(Data for processing)
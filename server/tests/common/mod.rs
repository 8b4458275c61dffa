// tests/common/mod.rs
#![allow(dead_code)] // Not every test binary uses every helper.

use catalog_core::{InMemoryProductStore, InMemoryUploader, NewProduct, Product, ProductStore, StoreError};
use catalog_server::config::{AppConfig, CloudinaryConfig, LogFormat, StoreBackend};
use catalog_server::state::AppState;
use once_cell::sync::Lazy;
use std::sync::Arc;
use tempfile::TempDir;
use tracing::Level;

pub const BOUNDARY: &str = "----catalog-test-boundary";

/// Hand-built `multipart/form-data` body.
#[derive(Default)]
pub struct MultipartBody {
  body: Vec<u8>,
}

impl MultipartBody {
  pub fn new() -> Self {
    Self::default()
  }

  pub fn text(mut self, name: &str, value: &str) -> Self {
    self.body.extend_from_slice(
      format!(
        "--{}\r\nContent-Disposition: form-data; name=\"{}\"\r\n\r\n{}\r\n",
        BOUNDARY, name, value
      )
      .as_bytes(),
    );
    self
  }

  pub fn file(mut self, name: &str, filename: &str, content: &[u8]) -> Self {
    self.body.extend_from_slice(
      format!(
        "--{}\r\nContent-Disposition: form-data; name=\"{}\"; filename=\"{}\"\r\nContent-Type: image/jpeg\r\n\r\n",
        BOUNDARY, name, filename
      )
      .as_bytes(),
    );
    self.body.extend_from_slice(content);
    self.body.extend_from_slice(b"\r\n");
    self
  }

  pub fn product_fields(self, name: &str) -> Self {
    self
      .text("name", name)
      .text("description", "Long grain basmati rice")
      .text("price", "12.5")
      .text("unit", "kg")
      .text("quantity", "5")
  }

  pub fn finish(mut self) -> Vec<u8> {
    self.body.extend_from_slice(format!("--{}--\r\n", BOUNDARY).as_bytes());
    self.body
  }

  pub fn content_type() -> String {
    format!("multipart/form-data; boundary={}", BOUNDARY)
  }
}

pub struct TestApp {
  pub state: AppState,
  pub uploader: Arc<InMemoryUploader>,
  pub store: Arc<InMemoryProductStore>,
  pub upload_dir: TempDir,
}

pub fn test_config(upload_dir: &TempDir) -> AppConfig {
  AppConfig {
    server_host: "127.0.0.1".to_string(),
    server_port: 0,
    store_backend: StoreBackend::Memory,
    database_url: None,
    db_auto_migrate: false,
    upload_dir: upload_dir.path().to_path_buf(),
    cloudinary: CloudinaryConfig::default(),
    log_format: LogFormat::Pretty,
  }
}

pub fn test_app() -> TestApp {
  test_app_with(InMemoryUploader::new("https://images.test/catalog"))
}

pub fn test_app_with(uploader: InMemoryUploader) -> TestApp {
  Lazy::force(&TRACING);
  let upload_dir = tempfile::tempdir().expect("temp upload dir");
  let uploader = Arc::new(uploader);
  let store = Arc::new(InMemoryProductStore::new());
  let state = catalog_server::state_with(Arc::new(test_config(&upload_dir)), uploader.clone(), store.clone())
    .expect("app state builds");
  TestApp {
    state,
    uploader,
    store,
    upload_dir,
  }
}

/// Store whose database is unreachable.
pub struct FailingProductStore;

#[async_trait::async_trait]
impl ProductStore for FailingProductStore {
  async fn create(&self, _new_product: NewProduct) -> Result<Product, StoreError> {
    Err(StoreError::Backend {
      source: anyhow::anyhow!("connection refused"),
    })
  }

  async fn count(&self) -> Result<u64, StoreError> {
    Ok(0)
  }
}

pub struct FailingStoreApp {
  pub state: AppState,
  pub uploader: Arc<InMemoryUploader>,
  pub upload_dir: TempDir,
}

pub fn failing_store_app() -> FailingStoreApp {
  Lazy::force(&TRACING);
  let upload_dir = tempfile::tempdir().expect("temp upload dir");
  let uploader = Arc::new(InMemoryUploader::new("https://images.test/catalog"));
  let state = catalog_server::state_with(
    Arc::new(test_config(&upload_dir)),
    uploader.clone(),
    Arc::new(FailingProductStore),
  )
  .expect("app state builds");
  FailingStoreApp {
    state,
    uploader,
    upload_dir,
  }
}

pub static TRACING: Lazy<()> = Lazy::new(|| {
  let _ = tracing_subscriber::fmt()
    .with_max_level(Level::DEBUG)
    .with_test_writer()
    .try_init();
});
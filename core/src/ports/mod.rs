// core/src/ports/mod.rs

//! The two external collaborators of the intake: remote image storage and the
//! product store. Both are injected as `Arc<dyn ...>` and shared by all requests.

pub mod store;
pub mod uploader;

pub use store::{ProductStore, StoreError};
pub use uploader::{ImageUploader, UploadError, UploadedImage};
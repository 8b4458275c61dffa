// core/src/pipeline/context_data.rs

use parking_lot::{RwLock, RwLockReadGuard, RwLockWriteGuard};
use std::sync::Arc;

/// Shared, lockable state threaded through every step of one pipeline run.
///
/// Guards are blocking locks: drop them before any `.await`.
#[derive(Debug)]
pub struct ContextData<T: Send + Sync + 'static>(Arc<RwLock<T>>);

impl<T: Send + Sync + 'static> ContextData<T> {
  pub fn new(data: T) -> Self {
    ContextData(Arc::new(RwLock::new(data)))
  }

  pub fn read(&self) -> RwLockReadGuard<'_, T> {
    self.0.read()
  }

  pub fn write(&self) -> RwLockWriteGuard<'_, T> {
    self.0.write()
  }
}

impl<T: Send + Sync + 'static> Clone for ContextData<T> {
  fn clone(&self) -> Self {
    ContextData(Arc::clone(&self.0))
  }
}
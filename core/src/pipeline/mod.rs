// core/src/pipeline/mod.rs

//! A small step pipeline: named steps, async handlers over a shared context,
//! early stop, first-error abort.

pub mod context_data;
pub mod control;
pub mod definition;
pub mod execution;

pub use context_data::ContextData;
pub use control::{PipelineControl, PipelineResult};
pub use definition::{Handler, Pipeline, StepDef};
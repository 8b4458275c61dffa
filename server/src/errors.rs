// server/src/errors.rs

use actix_web::http::StatusCode;
use actix_web::{HttpResponse, ResponseError};
use catalog_core::validation::MSG_NAME_NOT_UNIQUE;
use catalog_core::{FieldErrors, IntakeError};
use serde_json::json;
use thiserror::Error;

#[derive(Debug, Error)]
pub enum AppError {
  #[error("Validation Error: {0}")]
  Validation(FieldErrors),

  #[error("Duplicate product name: {0}")]
  DuplicateName(String),

  /// Malformed multipart bodies and unexpected, missing or extra files.
  #[error("Bad Request: {0}")]
  BadRequest(String),

  #[error("Configuration Error: {0}")]
  Config(String),

  #[error("Database Error: {0}")]
  Sqlx(#[from] sqlx::Error),

  #[error("Intake Error: {0}")]
  Intake(IntakeError),

  #[error("I/O Error: {0}")]
  Io(#[from] std::io::Error),

  #[error("Internal Server Error: {0}")]
  Internal(String),
}

impl From<IntakeError> for AppError {
  fn from(err: IntakeError) -> Self {
    match err {
      IntakeError::Validation(fields) => AppError::Validation(fields),
      IntakeError::DuplicateName(name) => AppError::DuplicateName(name),
      other => AppError::Intake(other),
    }
  }
}

impl From<actix_multipart::MultipartError> for AppError {
  fn from(err: actix_multipart::MultipartError) -> Self {
    AppError::BadRequest(format!("Malformed multipart body: {}", err))
  }
}

impl ResponseError for AppError {
  fn status_code(&self) -> StatusCode {
    match self {
      AppError::Validation(_) => StatusCode::UNPROCESSABLE_ENTITY,
      AppError::DuplicateName(_) => StatusCode::CONFLICT,
      AppError::BadRequest(_) => StatusCode::BAD_REQUEST,
      AppError::Config(_)
      | AppError::Sqlx(_)
      | AppError::Intake(_)
      | AppError::Io(_)
      | AppError::Internal(_) => StatusCode::INTERNAL_SERVER_ERROR,
    }
  }

  fn error_response(&self) -> HttpResponse {
    let status = self.status_code();
    if status.is_server_error() {
      tracing::error!(application_error = %self, "Responding with error");
    } else {
      tracing::warn!(application_error = %self, "Rejecting request");
    }

    let body = match self {
      AppError::Validation(fields) => json!({"error": "Validation failed", "fields": fields}),
      AppError::DuplicateName(_) => json!({
        "error": "Validation failed",
        "fields": FieldErrors::single("name", MSG_NAME_NOT_UNIQUE),
      }),
      AppError::BadRequest(m) => json!({"error": m}),
      // Server-side details stay in the logs.
      _ => json!({"error": "Internal server error"}),
    };
    HttpResponse::build(status).json(body)
  }
}

pub type Result<T, E = AppError> = std::result::Result<T, E>;
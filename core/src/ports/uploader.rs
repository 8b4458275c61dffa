// core/src/ports/uploader.rs

use async_trait::async_trait;
use std::path::{Path, PathBuf};
use thiserror::Error;

/// What the object store hands back for one stored file.
#[derive(Debug, Clone, PartialEq, Eq)]
pub struct UploadedImage {
  /// Durable, publicly resolvable URL.
  pub url: String,
  /// Provider-side identifier of the stored object.
  pub public_id: String,
}

#[derive(Debug, Error)]
pub enum UploadError {
  /// Credentials are missing; every upload fails until they are provided.
  #[error("Object store is not configured: {0}")]
  NotConfigured(String),

  #[error("Failed to read '{}': {source}", path.display())]
  Io {
    path: PathBuf,
    #[source]
    source: std::io::Error,
  },

  #[error("Object store rejected the upload (status {status}): {message}")]
  Rejected { status: u16, message: String },

  #[error("Object store request failed: {source}")]
  Transport {
    #[source]
    source: anyhow::Error,
  },
}

/// Stores one local file remotely and returns its durable URL.
///
/// Called once per file with no retry: a single failure is final for the
/// enclosing request.
#[async_trait]
pub trait ImageUploader: Send + Sync {
  async fn upload(&self, path: &Path) -> Result<UploadedImage, UploadError>;
}
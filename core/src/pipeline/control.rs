// core/src/pipeline/control.rs

//! Flow signals returned by step handlers and by a whole pipeline run.

/// Returned by a handler: keep going, or halt the pipeline here.
#[derive(Debug, Clone, Copy, PartialEq, Eq)]
pub enum PipelineControl {
  Continue,
  /// No further handlers or steps run.
  Stop,
}

/// Outcome of `Pipeline::run` when no handler failed.
#[derive(Debug, Clone, Copy, PartialEq, Eq)]
pub enum PipelineResult {
  Completed,
  Stopped,
}
// server/src/web/mod.rs

pub mod handlers;
pub mod multipart;
pub mod routes;

pub use routes::configure_app_routes;
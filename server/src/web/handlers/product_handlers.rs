// server/src/web/handlers/product_handlers.rs

use actix_multipart::Multipart;
use actix_web::{web, HttpResponse};
use catalog_core::Product;
use serde_json::json;
use tracing::{error, info, instrument, warn};

use crate::errors::AppError;
use crate::state::AppState;
use crate::web::multipart::{receive_product_upload, MULTI_IMAGE_FIELD, SINGLE_IMAGE_FIELD};

fn created_response(product: &Product) -> HttpResponse {
  HttpResponse::Ok().json(json!({
      "message": "Product uploaded successfully!",
      "product": product
  }))
}

/// `POST /api/v1/product`: any number of files under `photos[]`.
#[instrument(name = "handler::create_product", skip(app_state, payload))]
pub async fn create_product_handler(
  app_state: web::Data<AppState>,
  payload: Multipart,
) -> Result<HttpResponse, AppError> {
  let upload = receive_product_upload(payload, &app_state.config.upload_dir, MULTI_IMAGE_FIELD).await?;
  info!("Received product form with {} image(s).", upload.files.len());

  let paths = upload.paths();
  let product = app_state
    .intake
    .create_with_images(upload.form, paths)
    .await
    .map_err(AppError::from)
    .inspect_err(|e| error!("Product intake failed: {}", e))?;

  info!(product_id = %product.id, "Product created.");
  Ok(created_response(&product))
}

/// `POST /api/v1/product/singleImage`: exactly one file under `avatar`.
#[instrument(name = "handler::create_product_single_image", skip(app_state, payload))]
pub async fn create_product_single_image_handler(
  app_state: web::Data<AppState>,
  payload: Multipart,
) -> Result<HttpResponse, AppError> {
  let mut upload = receive_product_upload(payload, &app_state.config.upload_dir, SINGLE_IMAGE_FIELD).await?;

  let file = match upload.files.len() {
    1 => upload.files.remove(0),
    0 => {
      warn!("Single-image upload arrived without a file.");
      return Err(AppError::BadRequest(format!("Expected one file under '{}'", SINGLE_IMAGE_FIELD)));
    }
    n => {
      warn!("Single-image upload arrived with {} files.", n);
      return Err(AppError::BadRequest(format!(
        "Expected exactly one file under '{}', got {}",
        SINGLE_IMAGE_FIELD, n
      )));
    }
  };

  let product = app_state
    .intake
    .create_with_single_image(upload.form, file.path)
    .await
    .map_err(AppError::from)
    .inspect_err(|e| error!("Single-image product intake failed: {}", e))?;

  info!(product_id = %product.id, "Product created.");
  Ok(created_response(&product))
}
// core/src/intake/mod.rs

//! Product intake: receive files, upload each one, build the record, persist it.

pub mod context;
pub mod steps;

pub use context::{IntakeCtxData, IntakeFiles};
pub use steps::build_intake_pipeline;

use crate::error::{IntakeError, IntakeResult, PipelineError};
use crate::pipeline::{ContextData, Pipeline};
use crate::ports::{ImageUploader, ProductStore};
use crate::product::Product;
use crate::validation::ProductForm;
use std::path::PathBuf;
use std::sync::Arc;
use tracing::instrument;

/// Runs the intake pipeline for both intake variants.
///
/// Built once at startup and shared by every request; it holds no
/// per-request state.
pub struct IntakeService {
  pipeline: Pipeline<IntakeCtxData, IntakeError>,
}

impl IntakeService {
  pub fn new(uploader: Arc<dyn ImageUploader>, store: Arc<dyn ProductStore>) -> Result<Self, PipelineError> {
    let pipeline = build_intake_pipeline(uploader, store)?;
    Ok(Self { pipeline })
  }

  /// Multi-image intake: every file ends up in `multiple_images`, in order.
  #[instrument(name = "IntakeService::create_with_images", skip_all, fields(file_count = files.len()))]
  pub async fn create_with_images(&self, form: ProductForm, files: Vec<PathBuf>) -> IntakeResult<Product> {
    self.run(IntakeCtxData::new(form, IntakeFiles::Multiple(files))).await
  }

  /// Single-image intake: the file ends up in `image`.
  #[instrument(name = "IntakeService::create_with_single_image", skip_all, fields(file = %file.display()))]
  pub async fn create_with_single_image(&self, form: ProductForm, file: PathBuf) -> IntakeResult<Product> {
    self.run(IntakeCtxData::new(form, IntakeFiles::Single(file))).await
  }

  /// No intake step halts the pipeline, so a run that ends without a
  /// persisted product is an internal fault.
  async fn run(&self, ctx: IntakeCtxData) -> IntakeResult<Product> {
    let ctx_data = ContextData::new(ctx);
    self.pipeline.run(ctx_data.clone()).await?;
    let product = ctx_data.write().product.take();
    product.ok_or_else(|| IntakeError::Internal("intake finished without a persisted product".to_string()))
  }
}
(End Data for processing)
Instructions for the task
Within the entries above, how many lines include the word "routes"? Respond with the number only.

Answer box
2